--- RECORDS FOR THIS TASK Enclosed Below ---
//! Gateway node runtime
//!
//! Runs a gateway as the `main` hub (accepting subordinate connections,
//! routing tasks) or as an `auxiliary` (one outbound connection to the main
//! gateway, reconnecting on loss). Protocol types, the registry and the task
//! tracker live in `gateway_core`.

pub mod auxiliary;
pub mod hub;
pub mod runtime;
mod status;

pub use auxiliary::AuxiliaryNode;
pub use hub::{DispatchOutcome, MainHub, MainNode, TaskRequest};
pub use runtime::GatewayRuntime;
pub use status::RuntimeStatus;

use tokio::sync::watch;

/// Resolve once `shutdown` reads true or its sender is gone
pub(crate) async fn stopped(shutdown: &mut watch::Receiver<bool>) {
    let _ = shutdown.wait_for(|stopped| *stopped).await;
}
//! Gateway protocol: wire types, constructors and structural validators

mod builder;
mod message;
pub mod validate;

pub use builder::MAIN_RECIPIENT;
pub use message::*;
pub use validate::{
    message_type, validate_heartbeat, validate_register, validate_task_dispatch,
    validate_task_result, ValidationReport,
};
--- End of Enclosed RECORDS FOR THIS TASK ---
• [DESCRIPTION OF THE TASK]: Each line of the listing should be copied exactly, with none left out.

• [OUTPUT FOR THIS EXERCISE]:
//! Gateway node runtime
//!
//! Runs a gateway as the `main` hub (accepting subordinate connections,
//! routing tasks) or as an `auxiliary` (one outbound connection to the main
//! gateway, reconnecting on loss). Protocol types, the registry and the task
//! tracker live in `gateway_core`.

pub mod auxiliary;
pub mod hub;
pub mod runtime;
mod status;

pub use auxiliary::AuxiliaryNode;
pub use hub::{DispatchOutcome, MainHub, MainNode, TaskRequest};
pub use runtime::GatewayRuntime;
pub use status::RuntimeStatus;

use tokio::sync::watch;

/// Resolve once `shutdown` reads true or its sender is gone
pub(crate) async fn stopped(shutdown: &mut watch::Receiver<bool>) {
    let _ = shutdown.wait_for(|stopped| *stopped).await;
}
//! Gateway protocol: wire types, constructors and structural validators

mod builder;
mod message;
pub mod validate;

pub use builder::MAIN_RECIPIENT;
pub use message::*;
pub use validate::{
    message_type, validate_heartbeat, validate_register, validate_task_dispatch,
    validate_task_result, ValidationReport,
};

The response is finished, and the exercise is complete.